Scott DeLuzio: Yeah.[00:08:00] It is kind of just leveling up in, in life. You’re getting that kickstart where you don’t have to a, as the person who’s being mentored, you don’t have to struggle through some of those. Difficult situations that maybe the person who’s mentoring you may have struggled through and found all these mistakes.

You don’t have to do that. You know now, Okay, I’m not gonna do X, y, or Z and I’m gonna do it the right way. And now I’m just learning. And refining the best way of doing things and making it even that much better as opposed to struggling trying to figure out what is that best way of doing whatever it is that, that you’re trying to learn about.

Right.

Christine Van Horn: It really is. And you know, it’s important because if you are being mentored, say you’re the mentor and I am the person you’re mentoring, if I try to do something to the way you show me and I don’t do it right, you’re gonna mentor me to get me back into. Process. You know, And it’s the beauty of mentorship because it’s continual, it’s not just a one time thing, it’s an ongoing process.[00:09:00]

Scott DeLuzio: Right. And you mentioned that you’re an author. We’ve talked about that in the intro as well, and your latest book is Teacher Children Timeless Truths in Uncertain Time. What are these timeless truths that you mention and how do they apply to the military and veterans in their me.

Christine Van Horn: The first thing I have, consider it like a three step process. So the first is to teach character, guide your children to be better persons of character, and how wonderful it is to do that from the military perspective. Just look at the core values in the different branches of the military. There you got your character, you know, whether it’s, you know, respect or honor or any of those, you know, any of the branches, like just compile ’em all together and those are your character traits that you’re gonna teach the kids and you live with that in the military.

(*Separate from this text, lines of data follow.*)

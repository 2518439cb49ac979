//! Grid classification storage.

use sweep_core::Cell;

/// Classification of one grid cell.
///
/// The discriminants match the numeric codes used in exported layouts.
#[derive(Copy, Clone, Debug, PartialEq, Eq, Hash, Default)]
#[cfg_attr(feature = "serde", derive(serde::Serialize, serde::Deserialize))]
#[repr(u8)]
pub enum CellKind {
    #[default]
    Wall     = 0,
    Corridor = 1,
    Room     = 2,
    Exit     = 3,
}

impl CellKind {
    /// Agents may stand on corridor, room, and exit cells.
    #[inline]
    pub fn is_walkable(self) -> bool {
        !matches!(self, CellKind::Wall)
    }

    #[inline]
    pub fn code(self) -> u8 {
        self as u8
    }
}

/// A fixed `height × width` grid of [`CellKind`]s, stored row-major.
///
/// Only [`LayoutBuilder`][crate::LayoutBuilder] writes cells; once a
/// `Layout` leaves the builder it is read-only.
#[derive(Clone, Debug, PartialEq, Eq)]
pub struct Layout {
    height: usize,
    width:  usize,
    cells:  Vec<CellKind>,
}

impl Layout {
    /// An all-wall grid.
    pub(crate) fn walled(height: usize, width: usize) -> Self {
        Self {
            height,
            width,
            cells: vec![CellKind::Wall; height * width],
        }
    }

    /// Write `kind` at `cell`.  Out-of-bounds writes are dropped.
    pub(crate) fn set(&mut self, cell: Cell, kind: CellKind) {
        if let Some(i) = self.offset(cell) {
            self.cells[i] = kind;
        }
    }

    // ── Dimensions ────────────────────────────────────────────────────────

    pub fn height(&self) -> usize {
        self.height
    }

    pub fn width(&self) -> usize {
        self.width
    }

    // ── Queries ───────────────────────────────────────────────────────────

    #[inline]
    pub fn contains(&self, cell: Cell) -> bool {
        self.offset(cell).is_some()
    }

    /// Classification at `cell`, or `None` outside the grid.
    #[inline]
    pub fn kind(&self, cell: Cell) -> Option<CellKind> {
        self.offset(cell).map(|i| self.cells[i])
    }

    /// In bounds and not a wall.
    #[inline]
    pub fn is_walkable(&self, cell: Cell) -> bool {
        self.kind(cell).is_some_and(CellKind::is_walkable)
    }

    /// Number of cells classified as `kind`.
    pub fn count(&self, kind: CellKind) -> usize {
        self.cells.iter().filter(|&&k| k == kind).count()
    }

    /// Iterator over rows, top to bottom.
    pub fn rows(&self) -> impl Iterator<Item = &[CellKind]> + '_ {
        self.cells.chunks(self.width.max(1))
    }

    #[inline]
    fn offset(&self, cell: Cell) -> Option<usize> {
        let (row, col) = (usize::try_from(cell.row).ok()?, usize::try_from(cell.col).ok()?);
        (row < self.height && col < self.width).then_some(row * self.width + col)
    }
}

You know, it’s not just something that says, Okay, my value is respect. You live it. That’s part of the process of the military and the, you know, the chain of command and everything that you follow, it’s [00:10:00] there. So you’ve got it inside of you. You know, you don’t need, you know, like a, you don’t need somebody to teach you how to do it.

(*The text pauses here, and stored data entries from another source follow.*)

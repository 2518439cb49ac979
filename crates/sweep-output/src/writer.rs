//! The `OutputWriter` trait implemented by all backend writers.

use crate::{ClearedRow, DoorRow, EventRow, OutputResult, TrackRow, VisitHeatmap};

/// Trait implemented by the CSV and SQLite writers.
///
/// The observer never propagates these errors; it stores the first one,
/// retrievable with
/// [`SweepOutputObserver::take_error`][crate::SweepOutputObserver::take_error].
pub trait OutputWriter {
    /// Write a batch of trajectory rows (one step, every agent).
    fn write_tracks(&mut self, rows: &[TrackRow]) -> OutputResult<()>;

    /// Write one event row.
    fn write_event(&mut self, row: &EventRow) -> OutputResult<()>;

    /// Write one cleared-count row.
    fn write_cleared(&mut self, row: &ClearedRow) -> OutputResult<()>;

    /// Write the final door states.
    fn write_doors(&mut self, rows: &[DoorRow]) -> OutputResult<()>;

    /// Write the visit heatmap.
    fn write_heatmap(&mut self, heatmap: &VisitHeatmap) -> OutputResult<()>;

    /// Flush and close all underlying file handles.
    ///
    /// Idempotent.
    fn finish(&mut self) -> OutputResult<()>;
}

It’s internal to who you are in the military and a lot of families who don’t come from that background, they may have to really think about it and they might need a course on it, and they might need to, you know, look at lists of character traits and think what they are. But the core values of the military are character traits, and that’s your starting point.

That’s good.

Scott DeLuzio: Right. And some of those core values that sort of just establishes the culture in the military is that Yes, that’s just how people interact with each other. That’s the baseline. And it may be at at a point where in your family, Or in some other relationships outside of the military where you may not have that culture where there’s loyalty there’s duty respect there’s, you don’t have all of that culture built in.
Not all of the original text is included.